Желтовато-красное, теплое солнце уходило. Его свет ложился теперь только на верхушки зданий, окружающих уютную, тесную площадь св. Марка в Венеции. Внизу была уже свежая тень, только в правом углу, у собора, через прилегающую к этой стороне Пьяцетту, врывался низкий сноп лучей. Камни Пьяцетты были облиты этими лучами, и дальше, за нею, горела воздушная вода Большого Канала. Мартовским предзакатным холодком веяло от бледноватых небес. Они были очень чисты, только на востоке, розовой облачной тенью, полуневидный, гнулся серп молодого месяца.
Площадь была полна людей. Посередине, на возвышении, играл оркестр. Музыканты были в красных одеждах с золотом. Звуки, сдавленные стенами уютной площади, рождались слишком громкими. Но они шли вверх и, вырвавшись на волю, улетали под самое небо, чистые и нежные. Когда замолкал оркестр – слышался говор, шелест людских шагов и живое трепетанье и свист голубиных крыльев в остывающем воздухе.
Из кафе вынесли столики. Их желтоватые ряды тянулись почти по всей правой стороне площади. Сильно пахло фиалками, темные пучки которых продавали надоедливые и некрасивые женщины. Площадь походила на большую, бальную залу, только более прекрасную, чем всякая бальная зала, потому что над нею вместо потолка были небеса.
За одним из столиков, перед неуклюжим чайным прибором, сидел Степан Маркович Вальцев. Он сел спиною к собору, к Пьяцетте и к уже тающим солнечным лучам. Так ему лучше была видна направо белая черта молодого месяца. И он поднимал глаза постоянно, стараясь уловить первый блеск нежного серпа.
Вальцев был еще далеко не старый человек – лет тридцати пяти-шести. Но в волосах его, волнистых, мягких и легких даже на взгляд, – сильно проглядывала седина. Он снял шляпу и провел по лбу рукой с очень длинными, худыми пальцами. Сам он весь казался слишком худым, почти костлявым, при высоком росте. Он слегка горбился в плечах, и серая одежда его, удобно и хорошо сшитая, висела на нем чересчур свободно.
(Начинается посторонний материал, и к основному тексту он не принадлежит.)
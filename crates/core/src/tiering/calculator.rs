//! Tier calculator
//!
//! Maps a worker's preferred-site count to a tier. Bands are checked from the
//! top down and the first match wins, so an overlapping configuration
//! resolves in favour of the highest tier whose minimum is met. Bronze is the
//! fallback for every count that matches nothing else.

use tidyhome_domain::constants::DEFAULT_PAYOUT_HOURS;
use tidyhome_domain::{Tier, TierConfig, TierResult};

/// Resolve the tier for `count` preferred-site relationships.
pub fn calculate_tier(count: u32, config: &TierConfig) -> TierResult {
    if count >= config.platinum.min {
        return TierResult {
            tier: Tier::Platinum,
            bonus_percent: config.platinum.bonus_percent,
            faster_payouts: config.platinum_faster_payouts,
            payout_hours: config.platinum_payout_hours,
            early_access: config.platinum_early_access,
        };
    }

    if config.gold.contains(count) {
        return TierResult {
            tier: Tier::Gold,
            bonus_percent: config.gold.bonus_percent,
            faster_payouts: config.gold_faster_payouts,
            payout_hours: config.gold_payout_hours,
            early_access: false,
        };
    }

    if config.silver.contains(count) {
        return standard_perks(Tier::Silver, config.silver.bonus_percent);
    }

    standard_perks(Tier::Bronze, config.bronze.bonus_percent)
}

fn standard_perks(tier: Tier, bonus_percent: rust_decimal::Decimal) -> TierResult {
    TierResult {
        tier,
        bonus_percent,
        faster_payouts: false,
        payout_hours: DEFAULT_PAYOUT_HOURS,
        early_access: false,
    }
}

#[cfg(test)]
mod tests {
    use proptest::prelude::*;
    use rust_decimal_macros::dec;
    use tidyhome_domain::{TierBand, DEFAULT_TIER_CONFIG};

    use super::*;

    #[test]
    fn default_boundaries_resolve_expected_tiers() {
        let cases = [
            (0, Tier::Bronze),
            (2, Tier::Bronze),
            (3, Tier::Silver),
            (5, Tier::Silver),
            (6, Tier::Gold),
            (9, Tier::Gold),
            (10, Tier::Platinum),
            (500, Tier::Platinum),
        ];

        for (count, expected) in cases {
            assert_eq!(
                calculate_tier(count, &DEFAULT_TIER_CONFIG).tier,
                expected,
                "count {count}"
            );
        }
    }

    #[test]
    fn perks_follow_tier() {
        let silver = calculate_tier(4, &DEFAULT_TIER_CONFIG);
        assert_eq!(silver.bonus_percent, dec!(3));
        assert!(!silver.faster_payouts);
        assert_eq!(silver.payout_hours, 48);
        assert!(!silver.early_access);

        let gold = calculate_tier(7, &DEFAULT_TIER_CONFIG);
        assert_eq!(gold.bonus_percent, dec!(5));
        assert!(gold.faster_payouts);
        assert_eq!(gold.payout_hours, 24);
        assert!(!gold.early_access);

        let platinum = calculate_tier(12, &DEFAULT_TIER_CONFIG);
        assert!(platinum.faster_payouts);
        assert_eq!(platinum.payout_hours, 12);
        assert!(platinum.early_access);
    }

    #[test]
    fn silver_never_gets_faster_payouts_even_if_gold_does() {
        let mut config = DEFAULT_TIER_CONFIG;
        config.gold_payout_hours = 6;
        let silver = calculate_tier(3, &config);
        assert!(!silver.faster_payouts);
        assert_eq!(silver.payout_hours, 48);
    }

    #[test]
    fn overlapping_bands_resolve_to_highest_tier() {
        let mut config = DEFAULT_TIER_CONFIG;
        config.platinum = TierBand::new(8, None, dec!(9));

        // 8 and 9 are inside gold's band too; platinum is checked first.
        assert_eq!(calculate_tier(8, &config).tier, Tier::Platinum);
        assert_eq!(calculate_tier(7, &config).tier, Tier::Gold);
    }

    #[test]
    fn gaps_fall_back_to_bronze() {
        let mut config = DEFAULT_TIER_CONFIG;
        config.gold = TierBand::new(7, Some(9), dec!(5));

        let result = calculate_tier(6, &config);
        assert_eq!(result.tier, Tier::Bronze);
        assert_eq!(result.bonus_percent, config.bronze.bonus_percent);
    }

    #[test]
    fn configured_bronze_bonus_is_used() {
        let mut config = DEFAULT_TIER_CONFIG;
        config.bronze = TierBand::new(0, Some(2), dec!(1.5));
        assert_eq!(calculate_tier(1, &config).bonus_percent, dec!(1.5));
    }

    fn contiguous_config() -> impl Strategy<Value = TierConfig> {
        (0u32..20, 1u32..20, 1u32..20).prop_map(|(bronze_span, silver_span, gold_span)| {
            let silver_min = bronze_span + 1;
            let gold_min = silver_min + silver_span;
            let platinum_min = gold_min + gold_span;
            TierConfig {
                bronze: TierBand::new(0, Some(bronze_span), dec!(0)),
                silver: TierBand::new(silver_min, Some(gold_min - 1), dec!(3)),
                gold: TierBand::new(gold_min, Some(platinum_min - 1), dec!(5)),
                platinum: TierBand::new(platinum_min, None, dec!(7)),
                ..DEFAULT_TIER_CONFIG
            }
        })
    }

    proptest! {
        #[test]
        fn every_count_resolves_to_a_tier(count in any::<u32>(), config in contiguous_config()) {
            let result = calculate_tier(count, &config);
            prop_assert!(matches!(
                result.tier,
                Tier::Bronze | Tier::Silver | Tier::Gold | Tier::Platinum
            ));
        }

        #[test]
        fn tier_is_monotonic_in_count(
            count in 0u32..100,
            step in 0u32..50,
            config in contiguous_config(),
        ) {
            let lower = calculate_tier(count, &config).tier;
            let higher = calculate_tier(count + step, &config).tier;
            prop_assert!(higher >= lower);
        }
    }
}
Прищурив близорукие глаза, очень красивые, светлые, под густыми черными бровями, Вальцев всматривался теперь в одного человека. Этот человек сидел впереди Вальцева, спиною к нему, тоже за столиком, и спина казалась Степану Марковичу необыкновенно знакомой. Он даже чувствовал, как у него, где-то за сознанием, толпятся, стекаются воспоминания, связанные с этим коренастым человеком. Он не толст, но крепок; короткая, молодая шея над голубоватым пальто кажется еще краснее от нежного цвета этого пальто, черные, крутые завитки волос выбиваются из-под шляпы… Но что-то мешало Вальцеву увидать свои воспоминания, которые он только ощущал, осязал, как слепой. Они тут, он чует их прикосновение, их движение – и не понимает, не видит их, потому что нет света. Это было так мучительно, что Вальцев прикрыл глаза рукою, стараясь забыть, не смотреть.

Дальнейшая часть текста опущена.